JPH0297097A - Electromagnetic shielding material - Google Patents

Abstract

PURPOSE:To prevent an electromagnetic shielding material from deteriorating in property due to aging by a method wherein a thin film of metal selected from tin, nickel, or chrome is formed on a copper foil and moreover the same metal oxide is contained in the metal thin film. CONSTITUTION:In this case, a thin film 1 of thin is formed on one side of a copper foil 2 through vacuum evaporation, and an insulating material 3 of polyethylene terephthalate or the like is laminated on the other side of the copper foil 2 through the intermediary of bonding agent. Moreover, a part of the metal thin film 1 is oxidized into metal oxide. By this setup, the surface of the copper foil 2 is covered with a thin film of metal selected from tin, nickel, or chrome excellent in environment resistance to protect the copper foil 2 against an external atmosphere, so that the copper foil 2 can be improved in environment resistance.
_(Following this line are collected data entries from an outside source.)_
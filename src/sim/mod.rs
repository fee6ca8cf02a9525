//! Deterministic run engine
//!
//! All gameplay logic lives here. This module must be pure and deterministic:
//! - Fixed timestep only
//! - Seeded RNG only
//! - No rendering, audio or storage dependencies (collaborators sit behind
//!   the `EventSink` and `ProfileStore` traits)

pub mod collision;
pub mod events;
pub mod physics;
pub mod spawner;
pub mod state;
pub mod tick;
pub mod upgrades;
pub mod wallet;

pub use collision::Aabb;
pub use events::{EventSink, GameEvent, NullSink};
pub use state::{
    BoostState, Coin, MAX_PARTICLES, Obstacle, ObstacleKind, Particle, ParticleKind, Player, RenderSnapshot,
    RunConfig, RunPhase, RunSession,
};
pub use tick::{Intent, apply_intent, tick};
pub use upgrades::{UpgradeKind, UpgradeLevels, UpgradePricing};
pub use wallet::{Currency, GameplaySettings, InsufficientFunds, ProfileSnapshot, ProfileStore, Wallet};
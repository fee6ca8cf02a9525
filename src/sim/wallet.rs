//! Contracts between the run engine and the save/profile collaborator
//!
//! The engine reads an upgrade/settings snapshot once per tick and writes
//! back currency and run results through these traits. It never stores
//! balances itself.

use std::fmt;

use serde::{Deserialize, Serialize};
use thiserror::Error;

use super::upgrades::UpgradeLevels;

/// Wallet currencies
#[derive(Debug, Clone, Copy, PartialEq, Eq, Hash, Serialize, Deserialize)]
pub enum Currency {
    /// Earned in runs, spent on upgrades
    Coins,
    /// Premium currency, spent on revives, skins and no-ads
    Gems,
}

impl fmt::Display for Currency {
    fn fmt(&self, f: &mut fmt::Formatter<'_>) -> fmt::Result {
        match self {
            Currency::Coins => write!(f, "coins"),
            Currency::Gems => write!(f, "gems"),
        }
    }
}

/// A debit was refused because the balance is too low
#[derive(Debug, Clone, Copy, PartialEq, Eq, Error)]
#[error("not enough {currency}: need {needed}, have {available}")]
pub struct InsufficientFunds {
    pub currency: Currency,
    pub needed: u64,
    pub available: u64,
}

/// Balance holder for both currencies
pub trait Wallet {
    fn credit(&mut self, currency: Currency, amount: u64);
    /// Debit `amount`, leaving the balance untouched on failure
    fn debit(&mut self, currency: Currency, amount: u64) -> Result<(), InsufficientFunds>;
    fn balance(&self, currency: Currency) -> u64;

    /// Would a debit of `amount` succeed? Never changes the balance.
    fn check_funds(&self, currency: Currency, amount: u64) -> Result<(), InsufficientFunds> {
        let available = self.balance(currency);
        if available < amount {
            return Err(InsufficientFunds {
                currency,
                needed: amount,
                available,
            });
        }
        Ok(())
    }
}

/// Gameplay-relevant settings flags
#[derive(Debug, Clone, Copy, PartialEq, Eq, Serialize, Deserialize)]
pub struct GameplaySettings {
    pub vibrate: bool,
    pub particles: bool,
}

impl Default for GameplaySettings {
    fn default() -> Self {
        Self {
            vibrate: false,
            particles: true,
        }
    }
}

/// Per-tick read of the save
#[derive(Debug, Clone, Copy, Default, PartialEq, Eq, Serialize, Deserialize)]
pub struct ProfileSnapshot {
    pub upgrades: UpgradeLevels,
    pub settings: GameplaySettings,
}

/// Save/profile collaborator as seen by the engine
pub trait ProfileStore: Wallet {
    /// Cheap read of the current upgrade levels and settings flags
    fn snapshot(&self) -> ProfileSnapshot;

    /// Record a finished run (highscore + local history).
    /// Returns true when `score` is a new highscore.
    fn record_run(&mut self, score: u64) -> bool;
}
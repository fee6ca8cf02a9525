//! Discrete notifications emitted by the run engine
//!
//! Audio, haptics, rendering effects and leaderboard submission all react to
//! these; the engine never waits on any of them.

use serde::{Deserialize, Serialize};

/// Something noteworthy that happened during a tick or intent
#[derive(Debug, Clone, Copy, PartialEq, Serialize, Deserialize)]
pub enum GameEvent {
    /// A fresh run began (start or retry)
    RunStarted,
    /// The player moved to another lane
    LaneChanged { lane: usize },
    /// A coin was picked up at the given position
    CoinCollected { x: f32, y: f32 },
    /// Boost was triggered
    BoostStarted,
    /// The player hit an obstacle
    Collision,
    /// The run ended; `reward` was credited to the wallet
    RunEnded {
        score: u64,
        coins_collected: u64,
        reward: u64,
        new_highscore: bool,
    },
    /// A crashed run was continued for gems
    Revived,
}

/// Receiver of engine events
pub trait EventSink {
    fn emit(&mut self, event: GameEvent);
}

impl EventSink for Vec<GameEvent> {
    fn emit(&mut self, event: GameEvent) {
        self.push(event);
    }
}

/// Sink that drops everything (headless runs)
#[derive(Debug, Default, Clone, Copy)]
pub struct NullSink;

impl EventSink for NullSink {
    fn emit(&mut self, _event: GameEvent) {}
}
//! Neon Rush entry point
//!
//! Handles platform-specific initialization and runs the game loop.

#[cfg(target_arch = "wasm32")]
use wasm_bindgen::prelude::*;
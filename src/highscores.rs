//! Local run board
//!
//! Stored inside the profile save; keeps the best 10 runs on this device.

use serde::{Deserialize, Serialize};

/// Maximum number of runs to keep
pub const MAX_HIGH_SCORES: usize = 10;

/// A single finished run
#[derive(Debug, Clone, PartialEq, Eq, Serialize, Deserialize)]
pub struct RunRecord {
    /// Nickname at the time of the run
    pub name: String,
    pub score: u64,
    /// Calendar day, `YYYY-MM-DD`
    pub date: String,
}

/// Top runs, sorted by score descending. Stored as a bare JSON array.
#[derive(Debug, Clone, Serialize, Deserialize, Default, PartialEq, Eq)]
#[serde(transparent)]
pub struct HighScores {
    pub entries: Vec<RunRecord>,
}

impl HighScores {
    /// Create empty board
    pub fn new() -> Self {
        Self { entries: Vec::new() }
    }

    /// Check if a score would make the board
    pub fn qualifies(&self, score: u64) -> bool {
        if self.entries.len() < MAX_HIGH_SCORES {
            return true;
        }
        self.entries.last().map(|e| score >= e.score).unwrap_or(true)
    }

    /// Add a run. Newer runs rank ahead of older runs with the same score.
    /// Returns the rank achieved (1-indexed) or None if it fell off the board.
    pub fn add_run(&mut self, name: &str, score: u64, date: &str) -> Option<usize> {
        if !self.qualifies(score) {
            return None;
        }

        let entry = RunRecord {
            name: name.to_string(),
            score,
            date: date.to_string(),
        };

        let pos = self
            .entries
            .iter()
            .position(|e| score >= e.score)
            .unwrap_or(self.entries.len());
        self.entries.insert(pos, entry);
        self.entries.truncate(MAX_HIGH_SCORES);

        Some(pos + 1)
    }

    pub fn is_empty(&self) -> bool {
        self.entries.is_empty()
    }

    /// Get the top score (if any)
    pub fn top_score(&self) -> Option<u64> {
        self.entries.first().map(|e| e.score)
    }
}
//! Upgrade levels and the gameplay multipliers they resolve to
//!
//! Everything here is a pure formula over an `UpgradeLevels` snapshot.
//! Levels are clamped to their configured maximum before use, so an
//! out-of-range level from a hand-edited save never produces a runtime fault.

use serde::{Deserialize, Serialize};

/// The three purchasable upgrade tracks
#[derive(Debug, Clone, Copy, PartialEq, Eq, Hash, Serialize, Deserialize)]
#[serde(rename_all = "lowercase")]
pub enum UpgradeKind {
    Handling,
    Magnet,
    Boost,
}

impl UpgradeKind {
    pub const ALL: [UpgradeKind; 3] = [UpgradeKind::Handling, UpgradeKind::Magnet, UpgradeKind::Boost];

    pub fn as_str(&self) -> &'static str {
        match self {
            UpgradeKind::Handling => "handling",
            UpgradeKind::Magnet => "magnet",
            UpgradeKind::Boost => "boost",
        }
    }

    pub fn from_str(s: &str) -> Option<Self> {
        match s.to_lowercase().as_str() {
            "handling" => Some(UpgradeKind::Handling),
            "magnet" => Some(UpgradeKind::Magnet),
            "boost" => Some(UpgradeKind::Boost),
            _ => None,
        }
    }

    /// Pricing curve for this track
    pub fn pricing(&self) -> UpgradePricing {
        match self {
            UpgradeKind::Handling => UpgradePricing { base: 50.0, grow: 1.55, max: 12 },
            UpgradeKind::Magnet => UpgradePricing { base: 70.0, grow: 1.60, max: 10 },
            UpgradeKind::Boost => UpgradePricing { base: 90.0, grow: 1.65, max: 10 },
        }
    }

    /// Highest purchasable level
    pub fn max_level(&self) -> u32 {
        self.pricing().max
    }
}

/// Geometric price curve: `floor(base * grow^level)` coins for the next level
#[derive(Debug, Clone, Copy, PartialEq)]
pub struct UpgradePricing {
    pub base: f64,
    pub grow: f64,
    pub max: u32,
}

impl UpgradePricing {
    /// Price of going from `level` to `level + 1`, or `None` once maxed
    pub fn cost(&self, level: u32) -> Option<u64> {
        if level >= self.max {
            return None;
        }
        Some((self.base * self.grow.powi(level as i32)).floor() as u64)
    }
}

/// Snapshot of the player's upgrade levels
#[derive(Debug, Clone, Copy, Default, PartialEq, Eq, Serialize, Deserialize)]
#[serde(default)]
pub struct UpgradeLevels {
    pub handling: u32,
    pub magnet: u32,
    pub boost: u32,
}

impl UpgradeLevels {
    pub fn new(handling: u32, magnet: u32, boost: u32) -> Self {
        Self { handling, magnet, boost }
    }

    /// Raw stored level (unclamped)
    pub fn level(&self, kind: UpgradeKind) -> u32 {
        match kind {
            UpgradeKind::Handling => self.handling,
            UpgradeKind::Magnet => self.magnet,
            UpgradeKind::Boost => self.boost,
        }
    }

    pub fn level_mut(&mut self, kind: UpgradeKind) -> &mut u32 {
        match kind {
            UpgradeKind::Handling => &mut self.handling,
            UpgradeKind::Magnet => &mut self.magnet,
            UpgradeKind::Boost => &mut self.boost,
        }
    }

    /// Level clamped into `[0, max]` for its track
    pub fn clamped(&self, kind: UpgradeKind) -> u32 {
        self.level(kind).min(kind.max_level())
    }

    /// Lane-change responsiveness: 1.0 at level 0 up to 2.2 at level 12
    pub fn handling_factor(&self) -> f32 {
        1.0 + self.clamped(UpgradeKind::Handling) as f32 * 0.1
    }

    /// Magnet radius in pixels; 0 means the magnet is dormant
    pub fn magnet_radius(&self) -> f32 {
        self.clamped(UpgradeKind::Magnet) as f32 * 8.5
    }

    /// Speed multiplier applied on top of the base boost multiplier
    pub fn boost_power(&self) -> f32 {
        1.0 + self.clamped(UpgradeKind::Boost) as f32 * 0.065
    }

    pub fn boost_duration_ticks(&self) -> u32 {
        70 + self.clamped(UpgradeKind::Boost) * 3
    }

    /// Never drops below 140 ticks
    pub fn boost_cooldown_ticks(&self) -> u32 {
        260u32.saturating_sub(self.clamped(UpgradeKind::Boost) * 10).max(140)
    }
}

#[cfg(test)]
mod tests {
    use super::*;

    #[test]
    fn test_level_zero_values() {
        let lv = UpgradeLevels::default();
        assert_eq!(lv.handling_factor(), 1.0);
        assert_eq!(lv.magnet_radius(), 0.0);
        assert_eq!(lv.boost_power(), 1.0);
        assert_eq!(lv.boost_duration_ticks(), 70);
        assert_eq!(lv.boost_cooldown_ticks(), 260);
    }

    #[test]
    fn test_max_level_values() {
        let lv = UpgradeLevels::new(12, 10, 10);
        assert!((lv.handling_factor() - 2.2).abs() < 1e-5);
        assert!((lv.magnet_radius() - 85.0).abs() < 1e-4);
        assert!((lv.boost_power() - 1.65).abs() < 1e-5);
        assert_eq!(lv.boost_duration_ticks(), 100);
        assert_eq!(lv.boost_cooldown_ticks(), 160);
    }

    #[test]
    fn test_out_of_range_levels_are_clamped() {
        let lv = UpgradeLevels::new(99, 50, 1000);
        assert_eq!(lv.handling_factor(), UpgradeLevels::new(12, 0, 0).handling_factor());
        assert_eq!(lv.magnet_radius(), UpgradeLevels::new(0, 10, 0).magnet_radius());
        assert_eq!(lv.boost_cooldown_ticks(), 160);
        assert!(lv.boost_cooldown_ticks() >= 140);
    }

    #[test]
    fn test_cooldown_non_increasing() {
        let mut prev = u32::MAX;
        for level in 0..=10 {
            let cd = UpgradeLevels::new(0, 0, level).boost_cooldown_ticks();
            assert!(cd <= prev);
            prev = cd;
        }
    }

    #[test]
    fn test_pricing_curve() {
        let handling = UpgradeKind::Handling.pricing();
        assert_eq!(handling.cost(0), Some(50));
        assert_eq!(handling.cost(1), Some(77));
        assert_eq!(handling.cost(12), None);

        let boost = UpgradeKind::Boost.pricing();
        assert_eq!(boost.cost(0), Some(90));
        assert_eq!(boost.cost(2), Some(245));
        assert_eq!(boost.cost(10), None);
    }

    #[test]
    fn test_kind_round_trip_names() {
        for kind in UpgradeKind::ALL {
            assert_eq!(UpgradeKind::from_str(kind.as_str()), Some(kind));
        }
        assert_eq!(UpgradeKind::from_str("nitro"), None);
    }
}
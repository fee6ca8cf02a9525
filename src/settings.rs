//! Player settings and preferences
//!
//! Persisted as part of the profile save.

use serde::{Deserialize, Serialize};

use crate::sim::GameplaySettings;

/// Game settings/preferences
#[derive(Debug, Clone, PartialEq, Eq, Serialize, Deserialize)]
#[serde(default)]
pub struct Settings {
    // === Audio ===
    /// Music volume (0 - 100)
    #[serde(rename = "musicVol")]
    pub music_volume: u8,
    /// Sound effects volume (0 - 100)
    #[serde(rename = "sfxVol")]
    pub sfx_volume: u8,

    // === Feedback ===
    /// Vibrate on coins, boosts and crashes
    pub vibrate: bool,
    /// Particle effects (coin sparkles, boost exhaust, crash debris)
    pub particles: bool,
}

impl Default for Settings {
    fn default() -> Self {
        Self {
            music_volume: 60,
            sfx_volume: 70,
            vibrate: false,
            particles: true,
        }
    }
}

impl Settings {
    /// Music gain in `[0, 1]`
    pub fn music_gain(&self) -> f32 {
        volume_to_gain(self.music_volume)
    }

    /// Effect gain in `[0, 1]`
    pub fn sfx_gain(&self) -> f32 {
        volume_to_gain(self.sfx_volume)
    }

    pub fn set_music_volume(&mut self, volume: u32) {
        self.music_volume = volume.min(100) as u8;
    }

    pub fn set_sfx_volume(&mut self, volume: u32) {
        self.sfx_volume = volume.min(100) as u8;
    }

    /// Flags the run engine reads every tick
    pub fn gameplay(&self) -> GameplaySettings {
        GameplaySettings {
            vibrate: self.vibrate,
            particles: self.particles,
        }
    }
}

fn volume_to_gain(volume: u8) -> f32 {
    (volume as f32 / 100.0).clamp(0.0, 1.0)
}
Furthermore, when the metal thin film is made to contain the oxide of the same metal, the adhesive power of the metal thin film to the copper foil is improved, so that an electromagnetic shielding material of this design can be improved in abrasion resistance.

Description

DETAILED DESCRIPTION OF THE INVENTION [Industrial Application Field] The present invention relates to an electromagnetic shielding material used for electronic circuits, electric wires, and the like.

[Conventional technology]

In recent years, with advances in semiconductor technology, electronic devices have become more complex and sophisticated.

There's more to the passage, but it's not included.